Monday, June 1, 2009
One of Nature’s most interesting reproductive behaviors is honeybee swarming. Honeybees are very social animals and some experts have even suggested that a colony of honeybees can be more properly thought of as a “super-organism”, collectively, rather than individual bees. Honeybees cannot exist for long on their own. They must belong to a colony. Of course, reproduction of individual bees does occur but always for the purpose of restocking the colony with functional individuals who play a role in the bigger “organism”, the colony.
Reproduction of the colony occurs by swarming. One egg-laying individual (a queen), several thousand workers (sterile females) and a few fat fellows (drones) split off from the established colony, leaving behind a new queen and most of the workers. The swarm is seeking a new home, preferably a high and dry hollow space. Hollow trees, chimneys and voids in walls of buildings are fine.
Swarms always make a brief lay-over after leaving the hive and before arriving at their final destination. This is usually a tree limb, shrub, mailbox, car bumper or fence post. That’s when it gets interesting, even for people who usually don’t give insects a second thought. There is nothing like a 3 pound mass of bees to get folks excited. And the take-off and landing is bizarre… a cyclone of stinging insects, moving with purpose.

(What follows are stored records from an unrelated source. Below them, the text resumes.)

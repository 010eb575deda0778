/*
 * Copyright (c) 2023.
 *
 * This software is free software;
 *
 * You can redistribute it or modify it under terms of the MIT, Apache License or Zlib license
 */
//! Resize an image by neighbourhood averaging
use netpbm_core::errors::ImageErrors;
use netpbm_core::image::{Image, PixelBuffer, PixelData};
use netpbm_core::log::trace;
use netpbm_core::variant::PixelKind;

use crate::traits::{Channels, OperationsTrait};

/// Resize an image to new dimensions
///
/// Each destination pixel maps back to a source pixel by the ratio of
/// the old and new dimensions, its value is the average of that pixel
/// and its neighbours in a 3x3 window clipped to the source.
///
/// Only graymaps and pixmaps can be resized.
#[derive(Copy, Clone)]
pub struct Resize {
    new_width:  usize,
    new_height: usize
}

impl Resize {
    /// Create a new resize operation
    ///
    /// Zero dimensions are rejected when the operation runs
    #[must_use]
    pub fn new(new_width: usize, new_height: usize) -> Resize {
        Resize {
            new_width,
            new_height
        }
    }
}

impl OperationsTrait for Resize {
    fn name(&self) -> &'static str {
        "Resize"
    }

    fn execute_impl(&self, image: &mut Image) -> Result<(), ImageErrors> {
        if self.new_width == 0 {
            return Err(ImageErrors::ZeroDimension("width"));
        }
        if self.new_height == 0 {
            return Err(ImageErrors::ZeroDimension("height"));
        }
        let (old_width, old_height) = image.dimensions();

        trace!(
            "Resizing from {}x{} to {}x{}",
            old_width,
            old_height,
            self.new_width,
            self.new_height
        );

        let resized = match image.pixels() {
            PixelData::Graymap(buffer) => PixelData::Graymap(self.resize_buffer(buffer)?),
            PixelData::Pixmap(buffer) => PixelData::Pixmap(self.resize_buffer(buffer)?),
            PixelData::Bitmap(_) => {
                return Err(ImageErrors::UnsupportedOperation(self.name(), PixelKind::Bitmap))
            }
        };
        image.set_pixels(resized)
    }

    fn supported_kinds(&self) -> &'static [PixelKind] {
        &[PixelKind::Graymap, PixelKind::Pixmap]
    }
}

impl Resize {
    fn resize_buffer<T: Channels>(&self, buffer: &PixelBuffer<T>) -> Result<PixelBuffer<T>, ImageErrors> {
        let (in_width, in_height) = buffer.dimensions();
        let (out_width, out_height) = (self.new_width, self.new_height);

        let size = out_width
            .checked_mul(out_height)
            .ok_or(ImageErrors::GenericStatic("Image dimensions overflow"))?;
        let mut out_image = vec![T::default(); size];
        let in_image = buffer.as_slice();

        #[cfg(feature = "threads")]
        {
            let threads = std::thread::available_parallelism().map_or(1, usize::from);
            let rows_per_thread = out_height.div_ceil(threads);

            std::thread::scope(|s| {
                let mut handles = vec![];
                for (position, chunk) in out_image
                    .chunks_mut(rows_per_thread * out_width)
                    .enumerate()
                {
                    let handle = s.spawn(move || {
                        resize_rows(
                            in_image,
                            chunk,
                            (in_width, in_height),
                            (out_width, out_height),
                            position * rows_per_thread
                        );
                    });
                    handles.push(handle);
                }
                handles
                    .into_iter()
                    .map(|x| {
                        x.join()
                            .map_err(|_| ImageErrors::GenericStatic("Resize thread panicked"))
                    })
                    .collect::<Result<Vec<()>, ImageErrors>>()
            })?;
        }
        #[cfg(not(feature = "threads"))]
        {
            resize(
                in_image,
                &mut out_image,
                in_width,
                in_height,
                out_width,
                out_height
            );
        }

        PixelBuffer::from_vec(out_width, out_height, out_image)
    }
}

/// Resize an image to new dimensions
///
/// # Arguments
/// - in_image: Pixels of the source image, row major
/// - out_image: Where we will store the new resized pixels
/// - in_width: `in_image`'s width
/// - in_height:  `in_image`'s height.
/// - out_width: The expected width
/// - out_height: The expected height.
/// # Panics
/// - `in_width*in_height` do not match `in_image.len()`.
/// - `out_width*out_height` do not match `out_image.len()`.
pub fn resize<T: Channels>(
    in_image: &[T], out_image: &mut [T], in_width: usize, in_height: usize, out_width: usize,
    out_height: usize
) {
    assert_eq!(in_image.len(), in_width * in_height);
    assert_eq!(out_image.len(), out_width * out_height);

    resize_rows(
        in_image,
        out_image,
        (in_width, in_height),
        (out_width, out_height),
        0
    );
}

/// Fill the destination rows in `out_rows`, the first of which is row `first_row`
fn resize_rows<T: Channels>(
    in_image: &[T], out_rows: &mut [T], (in_width, in_height): (usize, usize),
    (out_width, out_height): (usize, usize), first_row: usize
) {
    let scale_x = in_width as f64 / out_width as f64;
    let scale_y = in_height as f64 / out_height as f64;

    for (y, row) in out_rows.chunks_exact_mut(out_width).enumerate() {
        let orig_y = ((first_row + y) as f64 * scale_y) as usize;

        for (x, pixel) in row.iter_mut().enumerate() {
            let orig_x = (x as f64 * scale_x) as usize;

            *pixel = neighbourhood_average(in_image, in_width, in_height, orig_x, orig_y);
        }
    }
}

/// Average of the pixel at `(x, y)` and its neighbours, clipped to the image
fn neighbourhood_average<T: Channels>(
    in_image: &[T], width: usize, height: usize, x: usize, y: usize
) -> T {
    let mut sums = [0_u32; 3];
    let mut count = 0;

    for ny in y.saturating_sub(1)..=(y + 1).min(height - 1) {
        let row = &in_image[ny * width..(ny + 1) * width];

        for pixel in &row[x.saturating_sub(1)..=(x + 1).min(width - 1)] {
            for (sum, channel) in sums.iter_mut().zip(pixel.to_channels()) {
                *sum += u32::from(channel);
            }
            count += 1;
        }
    }
    T::from_channels(sums.map(|x| (x / count) as u8))
}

Most people who get to see a honeybee swarm arrive or depart feel fortunate to have witnessed it. It’s hard to describe. You kind of have to bee there to appreciate it.
Practical matters… honey bees in a swarm are not inclined to sting. They are most interested in getting settled into a permanent home. Most swarms remain at the lay-over spot less than a day.
So, if you encounter one, just enjoy it and soon they’ll be gone. If they end up staying more than 2 days, find a beekeeper to remove it. In fact, beekeepers are almost always interested in picking up swarms, provided they are reasonably close to the ground (less than 10 feet high). Beekeepers provide good homes to wayward bees. Usually, by the time you contact the beekeeper and he makes his way to the swarm, it has moved on. In any event, swarms are generally harmless and temporary. It doesn’t do much good to try to make them do what you want unless you are a beekeeper or trained exterminator. Certainly spraying them with water or insecticides is not productive.